NY Prison Escape: Convict Richard Matt Painted Stunning Portraits of Celebrities

For Richard Matt's friend, the artwork represents wasted talent.

— -- The paintings come alive inside John Mulligan's Syracuse, New York home.

According to a report by CNYCentral.com, Mulligan befriended Matt when the men were serving time together. Matt later sent Mulligan about 10 pieces, from celebrity pieces to a painting showing Mulligan’s deceased sister, her smile warm and bright.

For Mulligan, the artwork represents wasted talent – reflecting what might have been in Matt’s life, if he had taken another path.

“I’m sure for people who don’t know him, [the artwork is] exceptionally disturbing, but this is a piece of his life,” Mulligan told CNYCentral.com.

“There’s some humanity in him,” Mulligan told CNYCentral.com. “There’s a dark side. Sure, there’s a dark side. That’s what the public is portraying. But there’s also a very human side to Richard Matt.”

As authorities continue to search for the men, a prison tailoring shop instructor, Joyce Mitchell, appeared in court Monday, charged with helping them flee. Mitchell, 51, is charged with promoting prison contraband and criminal facilitation.

According to Clinton County District Attorney Andrew Wylie, Mitchell had planned to meet Matt, 48, and Sweat, 35, at a power plant near the prison the night of their escape and expected to drive them to a wooded area about seven hours away.

Instead of driving the getaway car, Mitchell checked herself into a hospital, complaining of a panic attack, Wylie said.

"She realized what this was going to do to her family,” Wiley said. “She realized that she loved her husband, Lyle, and she did not want to leave him at the end.”

Mitchell has pleaded not guilty. Her lawyer, Stephen Johnston, told Judge Mark Rodgers Monday in Plattsburgh City Court that he and his client were waiving a preliminary felony hearing.

Mitchell is “distraught” and “probably” shocked to be in the limelight, Johnston said Monday.

Authorities say the escape was being planned for five weeks. According to prosecutors, Mitchell smuggled speed-bag boxing gloves and lighted glasses, along with blades, chisels and cutting tools into the facility.

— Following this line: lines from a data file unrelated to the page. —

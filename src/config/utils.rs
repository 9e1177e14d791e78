// Copyright (c) 2025 Ronan LE MEILLAT, SCTG Development
// This file is part of the modbus-sim project and is licensed under the
// SCTG Development Non-Commercial License v1.0 (see LICENSE.md for details).

//! Configuration utilities
//!
//! Validation rules that serde's typing alone does not enforce.

use anyhow::Result;
use log::{debug, warn};

use super::server::SUPPORTED_PROTOCOL;
use super::Config;

/// Check if a string is a valid IP address
///
/// Accepts any IPv4 or IPv6 literal, plus `localhost`.
pub fn is_valid_ip_address(addr: &str) -> bool {
    if addr.parse::<std::net::IpAddr>().is_ok() {
        return true;
    }

    matches!(addr, "localhost")
}

/// Validates the `server` section.
///
/// # Validation Rules
///
/// - **Port Range**: the listener port must be within 1-65535
/// - **Address Format**: a non-IP listener address only triggers a warning
/// - **Protocol**: only `TCP` is served
/// - **Persistence**: the save interval must be at least one second
/// - **TLS**: TLS parameters are accepted but ignored, with a warning
pub fn validate_specific_rules(config: &Config) -> Result<()> {
    debug!("Performing additional validation checks");
    let server = &config.server;

    if server.listener_port == 0 {
        anyhow::bail!("Invalid listener port: {}", server.listener_port);
    }

    if !is_valid_ip_address(&server.listener_address) {
        warn!(
            "Potentially invalid listener address format: {}",
            server.listener_address
        );
    }

    if !server.protocol.eq_ignore_ascii_case(SUPPORTED_PROTOCOL) {
        anyhow::bail!(
            "Unsupported protocol '{}': only {} is supported",
            server.protocol,
            SUPPORTED_PROTOCOL
        );
    }

    if server.persistence.save_interval < 1 {
        anyhow::bail!(
            "Invalid persistence save interval: {}s (must be at least 1)",
            server.persistence.save_interval
        );
    }

    if server
        .tls_params
        .as_ref()
        .is_some_and(|tls| tls.is_configured())
    {
        warn!("TLS parameters are set but the listener only serves plain TCP, ignoring them");
    }

    Ok(())
}
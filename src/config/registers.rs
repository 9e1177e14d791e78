// Copyright (c) 2025 Ronan LE MEILLAT, SCTG Development
// This file is part of the modbus-sim project and is licensed under the
// SCTG Development Non-Commercial License v1.0 (see LICENSE.md for details).

//! Register sections of the configuration
//!
//! Values are kept as raw JSON here; [`super::ConfigBuilder`] resolves them
//! into typed register values once, at startup.

use std::collections::BTreeMap;

use serde::{Deserialize, Serialize};
use serde_json::Value;

use crate::registers::{RegisterKind, StoreOptions};

/// Address key to literal value, as written in the configuration file.
pub type RawRegisters = BTreeMap<String, Value>;

/// Initial contents and behaviour of one device's registers.
#[derive(Debug, Clone, Default, PartialEq, Serialize, Deserialize)]
#[serde(rename_all = "camelCase")]
pub struct RegistersConfig {
    /// Protocol address N maps to register N instead of N + 1.
    #[serde(default)]
    pub zero_mode: bool,

    /// Reads of unconfigured addresses return 0 / false instead of an exception.
    #[serde(default)]
    pub initialize_undefined_registers: bool,

    #[serde(default)]
    pub discrete_input: RawRegisters,

    #[serde(default)]
    pub coils: RawRegisters,

    #[serde(default)]
    pub holding_register: RawRegisters,

    #[serde(default)]
    pub input_register: RawRegisters,
}

impl RegistersConfig {
    pub fn options(&self) -> StoreOptions {
        StoreOptions {
            initialize_undefined: self.initialize_undefined_registers,
            zero_mode: self.zero_mode,
        }
    }

    /// Configured literals of one bank.
    pub fn entries(&self, kind: RegisterKind) -> &RawRegisters {
        match kind {
            RegisterKind::DiscreteInput => &self.discrete_input,
            RegisterKind::Coil => &self.coils,
            RegisterKind::HoldingRegister => &self.holding_register,
            RegisterKind::InputRegister => &self.input_register,
        }
    }
}

/// One entry of the `devices` map.
#[derive(Debug, Clone, Default, PartialEq, Serialize, Deserialize)]
pub struct DeviceConfig {
    #[serde(default)]
    pub registers: RegistersConfig,
}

The convicts used power tools to cut through the back of their adjacent cells, broke through a brick wall, then cut into a steam pipe and slithered through it, finally emerging outside the prison walls through a manhole, authorities said.

Matt was serving 25 years to life in prison after he kidnapped and beat a man to death in 1997. Sweat was serving a life sentence after he was convicted of killing a Broome County sheriff's deputy in 2002.

"Capturing these killers and returning them to state custody remains our top priority – however, it's critically important to examine the circumstances that enabled these inmates to escape in the first place," Cuomo said in the press release.